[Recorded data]
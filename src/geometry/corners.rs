//! Corner projection and padded image containment.

use crate::geometry::{OrientedBox, Point};
use crate::util::math::sin_cos_deg;

/// The four corners of a rotated box in local-frame order.
#[derive(Clone, Copy, Debug, PartialEq)]
pub struct Corners {
    /// Local `(-w/2, -h/2)`.
    pub top_left: Point,
    /// Local `(-w/2, +h/2)`.
    pub bottom_left: Point,
    /// Local `(+w/2, -h/2)`.
    pub top_right: Point,
    /// Local `(+w/2, +h/2)`.
    pub bottom_right: Point,
}

impl Corners {
    /// Returns the corners as `[top_left, bottom_left, top_right, bottom_right]`.
    pub fn to_array(&self) -> [Point; 4] {
        [
            self.top_left,
            self.bottom_left,
            self.top_right,
            self.bottom_right,
        ]
    }
}

/// Projects the corners of `bbox` into image coordinates.
///
/// A local offset `(x, y)` maps to `(x cos t - y sin t, x sin t + y cos t)`
/// and is then translated by the box center.
pub fn rotated_corners(bbox: &OrientedBox) -> Corners {
    let (sin_t, cos_t) = sin_cos_deg(bbox.theta);
    let half_w = bbox.width * 0.5;
    let half_h = bbox.height * 0.5;
    let project = |x: f64, y: f64| {
        Point::new(
            x * cos_t - y * sin_t + bbox.cx,
            x * sin_t + y * cos_t + bbox.cy,
        )
    };
    Corners {
        top_left: project(-half_w, -half_h),
        bottom_left: project(-half_w, half_h),
        top_right: project(half_w, -half_h),
        bottom_right: project(half_w, half_h),
    }
}

/// Image extent with an optional border allowance.
#[derive(Clone, Copy, Debug, PartialEq)]
pub struct ImageBounds {
    pub width: f64,
    pub height: f64,
    /// Border allowance as a fraction of each image dimension.
    pub padding_frac: f64,
}

impl ImageBounds {
    pub fn new(width: f64, height: f64, padding_frac: f64) -> Self {
        Self {
            width,
            height,
            padding_frac,
        }
    }

    /// Returns true if `pt` lies strictly inside the padded image.
    pub fn contains(&self, pt: Point) -> bool {
        let pad_w = self.padding_frac * self.width;
        let pad_h = self.padding_frac * self.height;
        pt.x > -pad_w && pt.x < self.width + pad_w && pt.y > -pad_h && pt.y < self.height + pad_h
    }
}

/// Returns true if all four corners lie inside the padded image.
pub fn inside_bounds(corners: &Corners, bounds: &ImageBounds) -> bool {
    corners.to_array().iter().all(|&pt| bounds.contains(pt))
}

#[cfg(test)]
mod tests {
    use super::*;

    fn close(a: Point, x: f64, y: f64) -> bool {
        (a.x - x).abs() < 1e-9 && (a.y - y).abs() < 1e-9
    }

    #[test]
    fn unrotated_corners_follow_local_order() {
        let c = rotated_corners(&OrientedBox::new(10.0, 20.0, 4.0, 6.0, 0.0));
        assert!(close(c.top_left, 7.0, 18.0));
        assert!(close(c.bottom_left, 7.0, 22.0));
        assert!(close(c.top_right, 13.0, 18.0));
        assert!(close(c.bottom_right, 13.0, 22.0));
    }

    #[test]
    fn quarter_turn_rotates_anti_clockwise() {
        // (x, y) -> (-y, x) for +90 degrees.
        let c = rotated_corners(&OrientedBox::new(0.0, 0.0, 2.0, 4.0, 90.0));
        assert!(close(c.top_left, 1.0, -2.0));
        assert!(close(c.bottom_left, -1.0, -2.0));
        assert!(close(c.top_right, 1.0, 2.0));
        assert!(close(c.bottom_right, -1.0, 2.0));
    }

    #[test]
    fn diagonal_rotation_moves_corner_onto_axis() {
        let c = rotated_corners(&OrientedBox::new(0.0, 0.0, 2.0, 2.0, 45.0));
        let r = 2.0_f64.sqrt();
        assert!(close(c.top_left, 0.0, -r));
        assert!(close(c.bottom_right, 0.0, r));
        assert!(close(c.top_right, r, 0.0));
        assert!(close(c.bottom_left, -r, 0.0));
    }

    #[test]
    fn strict_bounds_reject_touching_corners() {
        let bounds = ImageBounds::new(200.0, 200.0, 0.0);
        let touching = rotated_corners(&OrientedBox::new(50.0, 50.0, 100.0, 100.0, 0.0));
        assert!(!inside_bounds(&touching, &bounds));
        let inner = rotated_corners(&OrientedBox::new(100.0, 100.0, 100.0, 100.0, 0.0));
        assert!(inside_bounds(&inner, &bounds));
    }

    #[test]
    fn rotation_can_push_corners_outside() {
        let bounds = ImageBounds::new(200.0, 200.0, 0.0);
        let upright = rotated_corners(&OrientedBox::new(100.0, 100.0, 180.0, 180.0, 0.0));
        assert!(inside_bounds(&upright, &bounds));
        let tilted = rotated_corners(&OrientedBox::new(100.0, 100.0, 180.0, 180.0, 45.0));
        assert!(!inside_bounds(&tilted, &bounds));
    }

    #[test]
    fn padding_scales_with_each_dimension() {
        let bounds = ImageBounds::new(100.0, 50.0, 0.1);
        assert!(bounds.contains(Point::new(-9.0, -4.0)));
        assert!(!bounds.contains(Point::new(-11.0, 0.0)));
        assert!(!bounds.contains(Point::new(0.0, -6.0)));
        assert!(bounds.contains(Point::new(109.0, 54.0)));
        assert!(!bounds.contains(Point::new(0.0, 56.0)));
    }
}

EXERCISE AIM —
Work out how many lines in the data contain "geometry" and state that number with nothing added.

EXPECTED OUTPUT —
2